I am on medical leave for a while. I will miss you all, but a group of stellar Michigan Tech personalities have stepped up to write guest columns while I am away. We’re kicking off with President Glenn Mroz, musing on Alumni Reunion 2014. —Dennis
The energy level on Keweenaw went up exponentially last week, as over 500 alumni and friends converged to jump-start friendships, swap life stories and kick the tires on what Michigan Tech is and is doing.
Departments opened their doors to alums who could experience the project based teaching methods of today. And alums were introduced to campus-wide efforts aimed at the simple notion that if students do their job, and we do ours—both to the best of our ability—those students will be successful.
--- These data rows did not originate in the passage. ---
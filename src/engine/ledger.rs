use rust_decimal::Decimal;
use serde::Serialize;
use tracing::info;
use uuid::Uuid;

use crate::engine::dispatch::publish;
use crate::engine::{notify_user, require_client, require_courier};
use crate::error::AppError;
use crate::models::ledger::{EntryKind, EntryStatus, LedgerEntry, LedgerKind};
use crate::models::notification::{Notification, NotificationKind};
use crate::models::shipment::ShipmentStatus;
use crate::observability::metrics::Metrics;
use crate::state::AppState;
use crate::store::Tx;

/// Appends an entry to one of the books.
pub(crate) fn post(tx: &mut Tx<'_>, metrics: &Metrics, ledger: LedgerKind, entry: LedgerEntry) {
    metrics
        .ledger_entries_total
        .with_label_values(&[ledger.as_str(), entry.kind.as_str()])
        .inc();
    tx.append_entry(ledger, entry);
}

/// Sum of every entry of `owner_id` that has not failed.
pub fn balance(entries: &[LedgerEntry], owner_id: Uuid) -> Decimal {
    entries
        .iter()
        .filter(|entry| entry.owner_id == owner_id && entry.counts())
        .map(|entry| entry.amount)
        .sum()
}

fn positive(amount: Decimal, what: &str) -> Result<(), AppError> {
    if amount <= Decimal::ZERO {
        return Err(AppError::ValidationFailed(format!(
            "{what} must be greater than zero"
        )));
    }
    Ok(())
}

pub async fn apply_penalty(
    state: &AppState,
    courier_id: Uuid,
    amount: Decimal,
    reason: &str,
    shipment_id: Option<Uuid>,
) -> Result<LedgerEntry, AppError> {
    adjust_courier(state, courier_id, amount, EntryKind::Penalty, reason, shipment_id).await
}

pub async fn apply_bonus(
    state: &AppState,
    courier_id: Uuid,
    amount: Decimal,
    reason: &str,
    shipment_id: Option<Uuid>,
) -> Result<LedgerEntry, AppError> {
    adjust_courier(state, courier_id, amount, EntryKind::Bonus, reason, shipment_id).await
}

async fn adjust_courier(
    state: &AppState,
    courier_id: Uuid,
    amount: Decimal,
    kind: EntryKind,
    reason: &str,
    shipment_id: Option<Uuid>,
) -> Result<LedgerEntry, AppError> {
    positive(amount, "amount")?;
    if reason.trim().is_empty() {
        return Err(AppError::ValidationFailed("reason is required".to_string()));
    }

    let now = state.clock.now();
    let mut tx = state.store.begin().await;
    require_courier(&tx, courier_id)?;
    if let Some(shipment_id) = shipment_id {
        tx.require_shipment(shipment_id)?;
    }

    let signed_amount = if kind == EntryKind::Penalty {
        -amount
    } else {
        amount
    };
    let entry = LedgerEntry::processed(
        courier_id,
        signed_amount,
        kind,
        shipment_id,
        reason.trim(),
        now,
    );
    post(&mut tx, &state.metrics, LedgerKind::Courier, entry.clone());

    let label = if kind == EntryKind::Penalty {
        "penalty"
    } else {
        "bonus"
    };
    notify_user(
        &mut tx,
        courier_id,
        shipment_id,
        format!("A {label} of {amount} was recorded: {}", entry.description),
        now,
    );

    let outbox = tx.commit();
    info!(courier_id = %courier_id, amount = %signed_amount, kind = kind.as_str(), "courier ledger adjusted");
    publish(state, outbox).await;

    Ok(entry)
}

pub async fn request_payout(
    state: &AppState,
    ledger: LedgerKind,
    owner_id: Uuid,
    amount: Decimal,
) -> Result<LedgerEntry, AppError> {
    positive(amount, "payout amount")?;

    let now = state.clock.now();
    let mut tx = state.store.begin().await;
    match ledger {
        LedgerKind::Client => {
            require_client(&tx, owner_id)?;
        }
        LedgerKind::Courier => {
            require_courier(&tx, owner_id)?;
        }
    }

    let available = balance(tx.ledger(ledger), owner_id);
    if amount > available {
        return Err(AppError::ValidationFailed(format!(
            "payout of {amount} exceeds available balance {available}"
        )));
    }

    let entry = LedgerEntry {
        id: Uuid::new_v4(),
        owner_id,
        amount: -amount,
        kind: EntryKind::WithdrawalRequest,
        status: EntryStatus::Pending,
        shipment_id: None,
        description: "Payout request".to_string(),
        evidence: None,
        created_at: now,
    };
    post(&mut tx, &state.metrics, ledger, entry.clone());
    tx.commit();

    info!(owner_id = %owner_id, ledger = ledger.as_str(), amount = %amount, "payout requested");
    Ok(entry)
}

pub async fn process_payout(
    state: &AppState,
    ledger: LedgerKind,
    entry_id: Uuid,
    evidence: Option<String>,
) -> Result<LedgerEntry, AppError> {
    let now = state.clock.now();
    let mut tx = state.store.begin().await;
    let mut entry = pending_payout(&tx, ledger, entry_id)?;

    entry.status = EntryStatus::Processed;
    entry.evidence = evidence.filter(|reference| !reference.trim().is_empty());
    tx.replace_entry(ledger, entry.clone())?;

    tx.notify(Notification::in_app(
        entry.owner_id,
        NotificationKind::Payout,
        None,
        format!("Your payout of {} has been processed", entry.amount.abs()),
        now,
    ));

    let outbox = tx.commit();
    info!(entry_id = %entry_id, ledger = ledger.as_str(), "payout processed");
    publish(state, outbox).await;

    Ok(entry)
}

pub async fn decline_payout(
    state: &AppState,
    ledger: LedgerKind,
    entry_id: Uuid,
    reason: Option<String>,
) -> Result<LedgerEntry, AppError> {
    let now = state.clock.now();
    let mut tx = state.store.begin().await;
    let mut entry = pending_payout(&tx, ledger, entry_id)?;

    entry.status = EntryStatus::Failed;
    tx.replace_entry(ledger, entry.clone())?;

    let message = match reason.as_deref().map(str::trim) {
        Some(reason) if !reason.is_empty() => format!(
            "Your payout of {} was declined: {reason}",
            entry.amount.abs()
        ),
        _ => format!("Your payout of {} was declined", entry.amount.abs()),
    };
    tx.notify(Notification::in_app(
        entry.owner_id,
        NotificationKind::Payout,
        None,
        message,
        now,
    ));

    let outbox = tx.commit();
    info!(entry_id = %entry_id, ledger = ledger.as_str(), "payout declined");
    publish(state, outbox).await;

    Ok(entry)
}

fn pending_payout(tx: &Tx<'_>, ledger: LedgerKind, entry_id: Uuid) -> Result<LedgerEntry, AppError> {
    let entry = tx
        .ledger(ledger)
        .iter()
        .find(|entry| entry.id == entry_id)
        .cloned()
        .ok_or_else(|| AppError::NotFound(format!("ledger entry {entry_id} not found")))?;

    if !entry.is_pending_payout() {
        return Err(AppError::ValidationFailed(format!(
            "entry {entry_id} is not a pending payout request"
        )));
    }
    Ok(entry)
}

#[derive(Debug, Clone, Serialize, PartialEq)]
pub struct CourierFinancials {
    pub courier_id: Uuid,
    pub balance: Decimal,
    pub earnings: Decimal,
    pub pending_payouts: Decimal,
}

#[derive(Debug, Clone, Serialize, PartialEq)]
pub struct ClientSummary {
    pub client_id: Uuid,
    pub balance: Decimal,
    pub deposits: Decimal,
    pub payments: Decimal,
    pub penalties: Decimal,
    pub shipments: usize,
    pub delivered: usize,
    pub failed: usize,
}

pub async fn courier_financials(
    state: &AppState,
    courier_id: Uuid,
) -> Result<CourierFinancials, AppError> {
    let tx = state.store.begin().await;
    require_courier(&tx, courier_id)?;

    let entries: Vec<&LedgerEntry> = tx
        .ledger(LedgerKind::Courier)
        .iter()
        .filter(|entry| entry.owner_id == courier_id)
        .collect();

    Ok(CourierFinancials {
        courier_id,
        balance: balance(tx.ledger(LedgerKind::Courier), courier_id),
        earnings: entries
            .iter()
            .filter(|entry| entry.kind.is_earning() && entry.counts())
            .map(|entry| entry.amount)
            .sum(),
        pending_payouts: entries
            .iter()
            .filter(|entry| entry.is_pending_payout())
            .map(|entry| entry.amount.abs())
            .sum(),
    })
}

pub async fn client_wallet_balance(state: &AppState, client_id: Uuid) -> Result<Decimal, AppError> {
    let tx = state.store.begin().await;
    require_client(&tx, client_id)?;
    Ok(balance(tx.ledger(LedgerKind::Client), client_id))
}

pub async fn client_summary(state: &AppState, client_id: Uuid) -> Result<ClientSummary, AppError> {
    let tx = state.store.begin().await;
    require_client(&tx, client_id)?;

    let entries: Vec<&LedgerEntry> = tx
        .ledger(LedgerKind::Client)
        .iter()
        .filter(|entry| entry.owner_id == client_id && entry.counts())
        .collect();
    let total = |kind: EntryKind| -> Decimal {
        entries
            .iter()
            .filter(|entry| entry.kind == kind)
            .map(|entry| entry.amount.abs())
            .sum()
    };

    let shipments: Vec<ShipmentStatus> = tx
        .shipments()
        .filter(|shipment| shipment.client_id == client_id)
        .map(|shipment| shipment.status())
        .collect();

    Ok(ClientSummary {
        client_id,
        balance: entries.iter().map(|entry| entry.amount).sum(),
        deposits: total(EntryKind::Deposit),
        payments: total(EntryKind::Payment),
        penalties: total(EntryKind::Penalty),
        shipments: shipments.len(),
        delivered: shipments
            .iter()
            .filter(|status| **status == ShipmentStatus::Delivered)
            .count(),
        failed: shipments
            .iter()
            .filter(|status| **status == ShipmentStatus::DeliveryFailed)
            .count(),
    })
}
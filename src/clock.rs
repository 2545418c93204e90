use std::sync::RwLock;

use chrono::{DateTime, Duration, Utc};

pub trait Clock: Send + Sync {
    fn now(&self) -> DateTime<Utc>;
}

#[derive(Debug, Default, Clone, Copy)]
pub struct SystemClock;

impl Clock for SystemClock {
    fn now(&self) -> DateTime<Utc> {
        Utc::now()
    }
}

/// Clock that only moves when told to.
#[derive(Debug)]
pub struct ManualClock {
    now: RwLock<DateTime<Utc>>,
}

impl ManualClock {
    pub fn new(start: DateTime<Utc>) -> Self {
        Self {
            now: RwLock::new(start),
        }
    }

    pub fn set(&self, at: DateTime<Utc>) {
        let mut now = self.now.write().unwrap_or_else(|poisoned| poisoned.into_inner());
        *now = at;
    }

    pub fn advance(&self, by: Duration) {
        let mut now = self.now.write().unwrap_or_else(|poisoned| poisoned.into_inner());
        *now += by;
    }
}

impl Clock for ManualClock {
    fn now(&self) -> DateTime<Utc> {
        *self.now.read().unwrap_or_else(|poisoned| poisoned.into_inner())
    }
}
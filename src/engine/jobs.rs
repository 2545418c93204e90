//! Timer-driven consistency jobs.
//!
//! Each job is safe to run concurrently with request handling: it re-checks
//! its preconditions inside its own transaction before writing anything.

use std::sync::Arc;
use std::time::Duration as StdDuration;

use chrono::Duration;
use serde::Serialize;
use tokio::task::JoinHandle;
use tokio::time::MissedTickBehavior;
use tracing::{debug, error, info, warn};
use uuid::Uuid;

use crate::engine::dispatch::publish;
use crate::engine::tiers::recompute_tiers;
use crate::error::AppError;
use crate::models::ledger::LedgerKind;
use crate::models::notification::{Channel, Notification, NotificationKind};
use crate::models::shipment::ShipmentStatus;
use crate::state::AppState;

pub const OVERDUE_AFTER_HOURS: i64 = 60;
pub const EVIDENCE_RETENTION_DAYS: i64 = 3;

/// Flags active shipments that have been in the network too long. A shipment
/// is flagged at most once.
pub async fn flag_overdue(state: &AppState) -> Result<usize, AppError> {
    let now = state.clock.now();
    let cutoff = now - Duration::hours(OVERDUE_AFTER_HOURS);
    let mut tx = state.store.begin().await;

    let already_flagged: Vec<Uuid> = tx
        .notifications()
        .iter()
        .filter(|n| n.channel == Channel::System && n.kind == NotificationKind::Overdue)
        .filter_map(|n| n.shipment_id)
        .collect();

    let mut overdue: Vec<(u64, Uuid, String, ShipmentStatus)> = tx
        .shipments()
        .filter(|shipment| shipment.status().is_active() && shipment.created_at < cutoff)
        .filter(|shipment| !already_flagged.contains(&shipment.id))
        .map(|shipment| {
            (
                shipment.sequence,
                shipment.id,
                shipment.tracking_code.clone(),
                shipment.status(),
            )
        })
        .collect();
    overdue.sort_by_key(|(sequence, ..)| *sequence);

    for (_, shipment_id, tracking_code, status) in &overdue {
        warn!(shipment_id = %shipment_id, tracking_code = %tracking_code, "shipment overdue");
        tx.notify(Notification::system(
            NotificationKind::Overdue,
            Some(*shipment_id),
            format!(
                "OVERDUE: shipment {tracking_code} is still {status} more than {OVERDUE_AFTER_HOURS} hours after creation"
            ),
            now,
        ));
    }

    let outbox = tx.commit();
    publish(state, outbox).await;
    Ok(overdue.len())
}

#[derive(Debug, Clone, Copy, Default, PartialEq, Eq, Serialize)]
pub struct CleanupReport {
    pub payout_evidence: usize,
    pub failure_photos: usize,
}

enum Attachment {
    Payout { ledger: LedgerKind, entry_id: Uuid },
    FailurePhoto { shipment_id: Uuid },
}

/// Deletes payout evidence and failure photos past retention, then clears the
/// stored references. A file that cannot be deleted keeps its reference so
/// the next run retries it.
pub async fn cleanup_evidence(state: &AppState) -> Result<CleanupReport, AppError> {
    let now = state.clock.now();
    let cutoff = now - Duration::days(EVIDENCE_RETENTION_DAYS);

    let candidates: Vec<(Attachment, String)> = {
        let tx = state.store.begin().await;
        let mut found = Vec::new();

        for ledger in [LedgerKind::Client, LedgerKind::Courier] {
            for entry in tx.ledger(ledger) {
                if let Some(reference) = entry.evidence.as_ref().filter(|_| entry.created_at < cutoff) {
                    found.push((
                        Attachment::Payout {
                            ledger,
                            entry_id: entry.id,
                        },
                        reference.clone(),
                    ));
                }
            }
        }

        for shipment in tx.shipments() {
            let Some(reference) = shipment.failure_photo.as_ref() else {
                continue;
            };
            let expired = shipment
                .status_history
                .last_time_of(ShipmentStatus::DeliveryFailed)
                .is_some_and(|failed_at| failed_at < cutoff);
            if expired {
                found.push((
                    Attachment::FailurePhoto {
                        shipment_id: shipment.id,
                    },
                    reference.clone(),
                ));
            }
        }

        found
    };

    let mut removed = Vec::new();
    for (attachment, reference) in candidates {
        match state.evidence.remove(&reference).await {
            Ok(()) => removed.push((attachment, reference)),
            Err(err) => {
                warn!(reference = %reference, error = %err, "failed to delete evidence file");
            }
        }
    }

    let mut report = CleanupReport::default();
    let mut tx = state.store.begin().await;
    for (attachment, reference) in removed {
        match attachment {
            Attachment::Payout { ledger, entry_id } => {
                let Some(mut entry) = tx
                    .ledger(ledger)
                    .iter()
                    .find(|entry| entry.id == entry_id)
                    .cloned()
                else {
                    continue;
                };
                if entry.evidence.as_deref() != Some(reference.as_str()) {
                    continue;
                }
                entry.evidence = None;
                tx.replace_entry(ledger, entry)?;
                report.payout_evidence += 1;
            }
            Attachment::FailurePhoto { shipment_id } => {
                let Some(mut shipment) = tx.shipment(shipment_id).cloned() else {
                    continue;
                };
                if shipment.failure_photo.as_deref() != Some(reference.as_str()) {
                    continue;
                }
                shipment.failure_photo = None;
                tx.put_shipment(shipment);
                report.failure_photos += 1;
            }
        }
    }
    tx.commit();

    if report != CleanupReport::default() {
        info!(
            payout_evidence = report.payout_evidence,
            failure_photos = report.failure_photos,
            "expired evidence cleaned up"
        );
    }
    Ok(report)
}

#[derive(Debug, Clone, Copy, PartialEq, Eq)]
pub enum Job {
    Overdue,
    Cleanup,
    Tiers,
}

impl Job {
    pub fn name(&self) -> &'static str {
        match self {
            Job::Overdue => "overdue",
            Job::Cleanup => "evidence_cleanup",
            Job::Tiers => "tier_recompute",
        }
    }

    pub async fn run(&self, state: &AppState) -> Result<(), AppError> {
        match self {
            Job::Overdue => {
                let flagged = flag_overdue(state).await?;
                debug!(flagged, "overdue scan finished");
            }
            Job::Cleanup => {
                cleanup_evidence(state).await?;
            }
            Job::Tiers => {
                let changed = recompute_tiers(state).await?;
                debug!(changed, "tier recompute finished");
            }
        }
        Ok(())
    }
}

/// Runs `job` immediately and then once every `period`, until the task is
/// aborted.
pub async fn run_scheduled(state: Arc<AppState>, job: Job, period: StdDuration) {
    let mut interval = tokio::time::interval(period);
    interval.set_missed_tick_behavior(MissedTickBehavior::Delay);

    info!(job = job.name(), period_secs = period.as_secs(), "scheduled job started");
    loop {
        interval.tick().await;

        let outcome = match job.run(&state).await {
            Ok(()) => "ok",
            Err(err) => {
                error!(job = job.name(), error = %err, "scheduled job failed");
                "error"
            }
        };
        state
            .metrics
            .job_runs_total
            .with_label_values(&[job.name(), outcome])
            .inc();
    }
}

pub fn spawn(state: Arc<AppState>, job: Job, period: StdDuration) -> JoinHandle<()> {
    tokio::spawn(run_scheduled(state, job, period))
}
use std::collections::{BTreeMap, BTreeSet};

use chrono::{DateTime, Utc};
use rust_decimal::Decimal;
use serde::{Deserialize, Serialize};
use uuid::Uuid;

use crate::models::shipment::Priority;

#[derive(Debug, Clone, Copy, Serialize, Deserialize, PartialEq, Eq, PartialOrd, Ord, Hash)]
pub enum Role {
    Administrator,
    SuperUser,
    Client,
    Courier,
    AssigningUser,
}

#[derive(Debug, Clone, Default, Serialize, Deserialize, PartialEq)]
pub struct ClientProfile {
    pub flat_rate: Decimal,
    #[serde(default)]
    pub priority_multipliers: BTreeMap<Priority, Decimal>,
    #[serde(default)]
    pub tier: Option<String>,
    /// Set when an administrator assigned `tier` directly.
    #[serde(default)]
    pub tier_locked: bool,
    #[serde(default)]
    pub tax_id: Option<String>,
}

impl ClientProfile {
    pub fn multiplier(&self, priority: Priority) -> Decimal {
        self.priority_multipliers
            .get(&priority)
            .copied()
            .unwrap_or(Decimal::ONE)
    }
}

#[derive(Debug, Clone, Default, Serialize, Deserialize, PartialEq)]
pub struct CourierProfile {
    #[serde(default)]
    pub zones: BTreeSet<String>,
    #[serde(default)]
    pub referrer_id: Option<Uuid>,
    /// Amount credited to the referrer for each delivered shipment.
    #[serde(default)]
    pub referral_rate: Decimal,
}

#[derive(Debug, Clone, Serialize, Deserialize)]
pub struct User {
    pub id: Uuid,
    pub name: String,
    pub email: String,
    pub phone: Option<String>,
    pub roles: BTreeSet<Role>,
    pub client: Option<ClientProfile>,
    pub courier: Option<CourierProfile>,
    pub created_at: DateTime<Utc>,
}

impl User {
    pub fn has_role(&self, role: Role) -> bool {
        self.roles.contains(&role)
    }

    pub fn serves_zone(&self, zone: &str) -> bool {
        self.courier
            .as_ref()
            .is_some_and(|profile| profile.zones.contains(zone))
    }
}
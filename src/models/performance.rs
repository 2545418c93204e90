use chrono::{DateTime, Utc};
use rust_decimal::Decimal;
use serde::{Deserialize, Serialize};
use uuid::Uuid;

#[derive(Debug, Clone, Copy, Serialize, Deserialize, PartialEq)]
#[serde(tag = "type", content = "value", rename_all = "snake_case")]
pub enum CommissionConfig {
    Flat(Decimal),
    Percentage(Decimal),
}

impl Default for CommissionConfig {
    fn default() -> Self {
        CommissionConfig::Flat(Decimal::ZERO)
    }
}

#[derive(Debug, Clone, Serialize, Deserialize)]
pub struct CourierPerformance {
    pub courier_id: Uuid,
    pub commission: CommissionConfig,
    pub consecutive_failures: u32,
    pub is_restricted: bool,
    pub restriction_reason: Option<String>,
    pub rating: f64,
    pub updated_at: DateTime<Utc>,
}

impl CourierPerformance {
    pub fn new(courier_id: Uuid, now: DateTime<Utc>) -> Self {
        Self {
            courier_id,
            commission: CommissionConfig::default(),
            consecutive_failures: 0,
            is_restricted: false,
            restriction_reason: None,
            rating: 5.0,
            updated_at: now,
        }
    }
}
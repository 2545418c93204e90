use std::collections::BTreeSet;

use rust_decimal::Decimal;
use serde::Deserialize;
use tracing::info;
use uuid::Uuid;

use crate::engine::commission::client_fee;
use crate::engine::dispatch::publish;
use crate::engine::{notify_client_status, require_client, require_courier};
use crate::error::AppError;
use crate::models::shipment::{
    tracking_code, Address, PaymentMethod, Priority, Recipient, Shipment, ShipmentStatus,
    StatusHistory,
};
use crate::models::user::{ClientProfile, CourierProfile, Role, User};
use crate::state::AppState;

#[derive(Debug, Clone, Deserialize)]
pub struct NewUser {
    pub name: String,
    pub email: String,
    #[serde(default)]
    pub phone: Option<String>,
    pub roles: BTreeSet<Role>,
    #[serde(default)]
    pub client: Option<ClientProfile>,
    #[serde(default)]
    pub courier: Option<CourierProfile>,
}

pub async fn create_user(state: &AppState, new: NewUser) -> Result<User, AppError> {
    let name = new.name.trim().to_string();
    let email = new.email.trim().to_string();

    if name.is_empty() {
        return Err(AppError::ValidationFailed("name cannot be empty".to_string()));
    }
    let valid_email = email
        .split_once('@')
        .is_some_and(|(local, domain)| !local.is_empty() && !domain.is_empty());
    if !valid_email {
        return Err(AppError::ValidationFailed(format!("invalid email: {email}")));
    }
    if new.roles.is_empty() {
        return Err(AppError::ValidationFailed(
            "at least one role is required".to_string(),
        ));
    }

    let client = profile_for(&new.roles, Role::Client, new.client)?;
    let courier = profile_for(&new.roles, Role::Courier, new.courier)?;

    if let Some(profile) = &client {
        if profile.flat_rate < Decimal::ZERO {
            return Err(AppError::ValidationFailed(
                "flat rate cannot be negative".to_string(),
            ));
        }
        if profile
            .priority_multipliers
            .values()
            .any(|multiplier| *multiplier <= Decimal::ZERO)
        {
            return Err(AppError::ValidationFailed(
                "priority multipliers must be positive".to_string(),
            ));
        }
    }
    if let Some(profile) = &courier {
        if profile.referral_rate < Decimal::ZERO {
            return Err(AppError::ValidationFailed(
                "referral rate cannot be negative".to_string(),
            ));
        }
    }

    let now = state.clock.now();
    let mut tx = state.store.begin().await;

    if tx.user_by_email(&email).is_some() {
        return Err(AppError::DuplicateEmail(email));
    }
    if let Some(referrer_id) = courier.as_ref().and_then(|profile| profile.referrer_id) {
        require_courier(&tx, referrer_id)?;
    }

    let user = User {
        id: Uuid::new_v4(),
        name,
        email,
        phone: new.phone.filter(|phone| !phone.trim().is_empty()),
        roles: new.roles,
        client,
        courier,
        created_at: now,
    };
    tx.put_user(user.clone());
    tx.commit();

    info!(user_id = %user.id, roles = ?user.roles, "user created");
    Ok(user)
}

/// Role-specific attributes are kept only for users holding the role; a role
/// without attributes gets the defaults.
fn profile_for<P: Default>(
    roles: &BTreeSet<Role>,
    role: Role,
    profile: Option<P>,
) -> Result<Option<P>, AppError> {
    match (roles.contains(&role), profile) {
        (true, profile) => Ok(Some(profile.unwrap_or_default())),
        (false, None) => Ok(None),
        (false, Some(_)) => Err(AppError::ValidationFailed(format!(
            "{role:?} attributes given for a user without the {role:?} role"
        ))),
    }
}

#[derive(Debug, Clone, Deserialize)]
pub struct NewShipment {
    pub client_id: Uuid,
    pub recipient: Recipient,
    pub origin: Address,
    pub destination: Address,
    pub package_value: Decimal,
    #[serde(default)]
    pub amount_to_collect: Decimal,
    pub payment_method: PaymentMethod,
    #[serde(default)]
    pub priority: Priority,
}

pub async fn create_shipment(state: &AppState, new: NewShipment) -> Result<Shipment, AppError> {
    if new.recipient.name.trim().is_empty() {
        return Err(AppError::ValidationFailed(
            "recipient name is required".to_string(),
        ));
    }
    if new.destination.zone.trim().is_empty() {
        return Err(AppError::ValidationFailed(
            "destination zone is required".to_string(),
        ));
    }
    if new.package_value < Decimal::ZERO || new.amount_to_collect < Decimal::ZERO {
        return Err(AppError::ValidationFailed(
            "amounts cannot be negative".to_string(),
        ));
    }

    let now = state.clock.now();
    let mut tx = state.store.begin().await;
    let (_, profile) = require_client(&tx, new.client_id)?;

    let fee = client_fee(&profile, new.priority, tx.tier_settings());
    let sequence = tx.next_sequence();

    let shipment = Shipment {
        id: Uuid::new_v4(),
        sequence,
        tracking_code: tracking_code(&new.destination.city, now, sequence),
        client_id: new.client_id,
        courier_id: None,
        recipient: new.recipient,
        origin: new.origin,
        destination: new.destination,
        package_value: new.package_value,
        price: Some(new.package_value + fee),
        amount_to_collect: new.amount_to_collect,
        payment_method: new.payment_method,
        priority: new.priority,
        client_fee: fee,
        courier_commission: Decimal::ZERO,
        status_history: StatusHistory::new(ShipmentStatus::WaitingForPackaging, now),
        packaging_notes: None,
        failure_reason: None,
        failure_photo: None,
        created_at: now,
        delivered_at: None,
    };

    tx.put_shipment(shipment.clone());
    notify_client_status(&mut tx, &shipment, now);
    let outbox = tx.commit();

    info!(
        shipment_id = %shipment.id,
        tracking_code = %shipment.tracking_code,
        client_id = %shipment.client_id,
        "shipment created"
    );
    publish(state, outbox).await;
    Ok(shipment)
}

pub async fn get_shipment(state: &AppState, shipment_id: Uuid) -> Result<Shipment, AppError> {
    let tx = state.store.begin().await;
    tx.require_shipment(shipment_id)
}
Programs like the Waino Wahtera Center for Student Success, that brings together the “outside the classroom” services students need like financial aid, counseling and Dean of Students. Or the William G. Jackson Center for Teaching and Learning, which has provided technology in the classroom, expertise to help faculty design courses and modern testing facilities for classes, as well as supporting students with learning disabilities.
They were here for the dedication of the Frank Pavlis Honors College—not just for the brightest, but also the motivated who want to make a difference regardless of GPA. And then there is the transformation of the Van Pelt and Opie Libraries into the modern Learning and Information Commons that it needs to be to support the team approach to teaching that has become the hallmark of a Michigan Tech education.
And did I mention that our alums and friends had fun? Stories poured out! Some so hard to believe that you really couldn’t make them up! By comparison, it’s a bit quiet today. But in 10 days, the alumni of 2018 will arrive, and the energy level will ratchet back up.
And we’ll be ready. In a sense, these new students have hit the ctrl/alt/delete buttons on their lives to come to Michigan Tech. They will enthusiastically explore all that alumni have built for them, and they’ll start writing their own life stories.
They will leave their mark on Michigan Tech, as you and so many generations have, since 1885.